David Friedman said...

Will: To begin with, if the net externality is positive, any carbon tax will be too high.

Further, if you look at the actual cap and trade bill that passed the House, it combined the equivalent of a carbon tax with a good deal of direct regulation plus sizable subsidies to various groups in the form of allocations of permits.

It's not at all clear that interest groups will push it down rather than up. If it takes the form of cap and trade, it might increase profits of the energy companies, since it raises marginal cost more than average cost--work through the logic for yourself. If it's a direct tax, that provides revenue which lots of interest groups would like an opportunity to spend. And it benefits various interest groups that gain by high energy prices--producers of electric cars, producers of housing insulation, probably others I haven't thought of.

Beliavsky said...

Thanks for your post. Typo in your label -- "Mankiw" not "Makiw".

Mark Bahner said...

"To begin with, if the net externality is positive, any carbon tax will be too high."

Indeed. Consider that most people would probably agree that the world climate during the Little Ice Age was worse than at present. So most people would probably agree that the ~1 degree Celsius that the world has warmed since the 1880s is probably a good thing.

Now, what are the odds that somehow we have warmed exactly the best possible amount, and that all warming from here onwards has a net negative effect?

macsnafu said...

I like the invocation of Public Choice in the argument against the carbon tax, and David said some other good things, too, but I think he merely hinted at an argument that could have been stronger.

Even without Public Choice, I question whether a "benevolent dictator" could impose a beneficial tax. David merely hints at the real problem when he says "they would not be based on a realistic estimate of the marginal costs;"

A fuller argument would say that governmental policies such as a carbon tax are not merely motivated by political reasons, but that they lack the proper economic incentives and feedback to guide the policy makers into fine-tuning such a tax to do as much good as possible.

It is precisely because they are coercive policies, not voluntary, that they lack the proper economic incentives and feedback.

A clearer example would be the difference between licensing and certification. Since a license is a mandatory requirement by government, there is no reason to believe that the licensing requirements would be proper and appropriate for the circumstances involved.
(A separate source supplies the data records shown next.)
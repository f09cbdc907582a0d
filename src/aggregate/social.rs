//! Social profile page aggregation.

use scraper::Html;
use serde::Serialize;

use super::sources::{descriptions, titles};
use crate::classify::{
    extract_related_entities, partition_urls, text_to_urls, AccountLink, RelatedEntities,
};
use crate::error_handling::ExtractionStats;
use crate::parse::{
    extract_json_ld, extract_meta_tags, extract_social_profile, extract_title, SocialProfile,
};

/// Everything extracted from a social profile page.
#[derive(Debug, Clone, PartialEq, Serialize)]
#[serde(rename_all = "camelCase")]
pub struct ProfileResult {
    pub titles: Vec<String>,
    pub descriptions: Vec<String>,
    pub social_profile: SocialProfile,
    /// Bio URLs that belong to no known network
    pub associated_websites: Vec<AccountLink>,
    /// Bio URLs of known networks, grouped by network
    pub associated_accounts: Vec<AccountLink>,
    pub related_entities: RelatedEntities,
}

/// Analyzes a social profile page.
///
/// The bio drives the link and entity fields: its URL tokens are split into
/// network accounts and plain websites, and its handles and hashtags become
/// the related entities.
pub fn analyze_social(html: &str) -> ProfileResult {
    let document = Html::parse_document(html);
    let stats = ExtractionStats::new();

    let title = extract_title(&document, &stats);
    let meta_tags = extract_meta_tags(&document);
    let records = extract_json_ld(&document, &stats);
    let social_profile = extract_social_profile(&document, &stats);

    let bio_urls = text_to_urls(&social_profile.bio);
    let (associated_accounts, associated_websites) = partition_urls(&bio_urls);
    let related_entities = extract_related_entities(&social_profile.bio);

    log::debug!(
        "Profile page: {} meta tag(s), {} JSON-LD record(s), {} bio URL(s)",
        meta_tags.len(),
        records.len(),
        bio_urls.len()
    );
    stats.log_summary();

    ProfileResult {
        titles: titles(&title, &meta_tags),
        descriptions: descriptions(&records, &meta_tags),
        social_profile,
        associated_websites,
        associated_accounts,
        related_entities,
    }
}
More likely, they will be too difficult (and not necessarily just because of a desire to restrict entry), or too easy, and thus of little value.

Worse, because licensing is a political creation, making changes to it, either to fine-tune it or to adapt it to changing conditions and cicumstances, is also a political matter, and difficult to do.

Certification, on the other hand, involves persuading people to voluntary seek out and pay for certification, because said certification offers them some perceived value or benefit.

Making certification too easy dilutes the value of certification; making it too difficult limits the certifier's clients--there are economic incentives and feedback to make certification as useful and beneficial as possible, moreso because it is voluntary, and there could be competing certification agencies.

Admittedly, while this points out the flaw of the carbon tax, or any "social engineering" tax, I must admit I'm not quite sure exactly what the voluntary alternative to the carbon tax is. Maybe someone could help me out on that point.

I don't think this is a moral argument. While I certainly hold the libertarian view that the initiation of force is immoral, saying that coercion short-circuits the economic incentives of the market is a statement of fact, not morality.